I think he must have been referring to Williamsburg. The only reason to endure the drink here is because you are a tourist here and there is no other option but to follow the other tourists, because that’s what tourists do. – alright, I get it, on with the review…
First, on your trip to Historic Williamsburg, you decide to visit a winery. When you check out the entire region, you find there are very few choices – not a good omen. After deciding to go anyway, you drive through a run down looking neighborhood for a couple miles with ‘No Outlet’ signs showing up disturbingly early in the journey. Eventually, you arrive at an out of place, nice looking, gated entrance to the Winery. You meander up the well paved drive for maybe a third of a mile back in to the 200+ acre property as you pass various plots of varying vines. In fact, these are occupying about 33 acres and have been in the ground since the early 90′s, pretty old for Virginia.
At the end of the drive, you come to a quaint looking row of buildings with parking. There are several old wine barrels strewn about to keep you in the right area while you park. The scene has been carefully crafted to mimic 1700′s historic towns with a Tavern to the left, an old barn, what might be a monestary, and the tasting room to the right of the cobblestone or pea-gravel walking roadway. This of course is all new construction – no connection to an actual establishment or history, but it fits in perfectly with the idea that you are in Williamsburg.
You are herded down the road to the tasting room. We entered, and were promptly greeted by the cashier, who took our $6 tasting fee and directed us through a door to the tasting room – this felt disconnected and odd. The tasting room itself was in the back half of the building. The room was made to look old. Large plank floorboards of dark wood stretched across the tavern sized room. Along the back wall was a bar. No other furniture existed in the entire room, giving it a cold, unloved, and echoing feeling.
The server was fine, and we had a good discussion about his Pittsburgh accent, but the script was canned and not too full of good information. He mentioned that there was a Premier Tasting, and I eagerly wanted to try that – and he agreed that I should, at some point. Also, disturbingly, when I asked about the difference between the regular wines and the Reserve wines, we said that the reserve wines are aged in new oak while the regular wines are in neutral oak. oof. Maybe I really didn’t want to try the $72 bottle they were offering anyway.

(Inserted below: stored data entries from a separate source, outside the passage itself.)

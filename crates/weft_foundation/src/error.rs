//! Error types for the algebra.
//!
//! Uses `thiserror` for ergonomic error definition. Failures come in two
//! classes: configuration errors (malformed algorithm arguments, detectable
//! independent of data) and applicability failures (a callable cannot be
//! evaluated against its given arguments). The `guard` combinator
//! intercepts only the latter.

use thiserror::Error;

/// Convenience alias for algebra results.
pub type Result<T> = std::result::Result<T, Error>;

/// The main error type for algebra operations.
#[derive(Debug, Error)]
#[error("{kind}")]
pub struct Error {
    /// The kind of error that occurred.
    pub kind: ErrorKind,
}

impl Error {
    /// Creates a new error with the given kind.
    #[must_use]
    pub fn new(kind: ErrorKind) -> Self {
        Self { kind }
    }

    /// Returns true if this is an applicability failure — the class of
    /// failures that `guard` intercepts. Configuration errors always
    /// propagate.
    #[must_use]
    pub const fn is_inapplicable(&self) -> bool {
        matches!(
            self.kind,
            ErrorKind::ArityMismatch { .. }
                | ErrorKind::NotBoolean { .. }
                | ErrorKind::NotAPack { .. }
                | ErrorKind::IndexOutOfBounds { .. }
                | ErrorKind::SpreadResult { .. }
                | ErrorKind::NoMatchingClause
        )
    }

    /// Creates a zero-step configuration error.
    #[must_use]
    pub fn zero_step() -> Self {
        Self::new(ErrorKind::ZeroStep)
    }

    /// Creates a zero-stride configuration error.
    #[must_use]
    pub fn zero_stride() -> Self {
        Self::new(ErrorKind::ZeroStride)
    }

    /// Creates a zero-segment configuration error.
    #[must_use]
    pub fn zero_segment() -> Self {
        Self::new(ErrorKind::ZeroSegment)
    }

    /// Creates a case/result arity configuration error.
    #[must_use]
    pub fn cond_arity(cases: usize, results: usize) -> Self {
        Self::new(ErrorKind::CondArity { cases, results })
    }

    /// Creates an arity mismatch applicability failure.
    #[must_use]
    pub fn arity_mismatch(expected: &'static str, actual: usize) -> Self {
        Self::new(ErrorKind::ArityMismatch { expected, actual })
    }

    /// Creates a non-boolean-result applicability failure.
    #[must_use]
    pub fn not_boolean(actual: impl Into<String>) -> Self {
        Self::new(ErrorKind::NotBoolean {
            actual: actual.into(),
        })
    }

    /// Creates a not-a-pack applicability failure.
    #[must_use]
    pub fn not_a_pack(actual: &'static str) -> Self {
        Self::new(ErrorKind::NotAPack { actual })
    }

    /// Creates a spread-result applicability failure.
    #[must_use]
    pub fn spread_result(len: usize) -> Self {
        Self::new(ErrorKind::SpreadResult { len })
    }

    /// Creates an index-out-of-bounds applicability failure.
    #[must_use]
    pub fn index_out_of_bounds(index: usize, length: usize) -> Self {
        Self::new(ErrorKind::IndexOutOfBounds { index, length })
    }

    /// Creates a no-matching-clause applicability failure.
    #[must_use]
    pub fn no_matching_clause() -> Self {
        Self::new(ErrorKind::NoMatchingClause)
    }
}

/// Categorized error kinds for pattern matching.
#[derive(Debug, Error)]
pub enum ErrorKind {
    // Configuration errors

    /// Zero step given to an arithmetic progression.
    #[error("progression step must be nonzero")]
    ZeroStep,

    /// Zero interval given to stride.
    #[error("stride interval must be nonzero")]
    ZeroStride,

    /// Zero chunk length given to segment.
    #[error("segment length must be nonzero")]
    ZeroSegment,

    /// Mismatched case/result counts given to cond.
    #[error("cond expects {cases} or {} results for {cases} cases, got {results}", .cases + 1)]
    CondArity {
        /// Number of case predicates supplied.
        cases: usize,
        /// Number of result callables supplied.
        results: usize,
    },

    // Applicability failures

    /// Wrong number of arguments to a callable.
    #[error("arity mismatch: expected {expected}, got {actual}")]
    ArityMismatch {
        /// Description of the expected arity.
        expected: &'static str,
        /// Actual number of arguments.
        actual: usize,
    },

    /// A predicate produced something other than a single boolean.
    #[error("expected a boolean result, got {actual}")]
    NotBoolean {
        /// Description of the actual result.
        actual: String,
    },

    /// An operand that must be a pack is not one.
    #[error("expected a pack, got a {actual}")]
    NotAPack {
        /// Kind of the actual entity.
        actual: &'static str,
    },

    /// A callable that must produce a single entity produced a spread.
    #[error("expected a single result, got a spread of {len}")]
    SpreadResult {
        /// Number of entities in the spread.
        len: usize,
    },

    /// Index past the end of a sequence.
    #[error("index out of bounds: {index} (length {length})")]
    IndexOutOfBounds {
        /// The index that was accessed.
        index: usize,
        /// The actual length of the sequence.
        length: usize,
    },

    /// A cond chain without a default fell through every case.
    #[error("no matching cond clause")]
    NoMatchingClause,
}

I asked if there was any way to buy a bottle and sit to enjoy it on the property. Sure, you can go tot he gift shop and get a bottle, but you have to go out to the picnic table and sit there (in the rain) to enjoy it. No thanks. After the tasting, we were exited through another door, not the one we came in through, which dumped us out into a souvenir shop and more cashiers.
Overall, this felt like a tourist processing plant more than a winery. At least we were forced to keep the glass.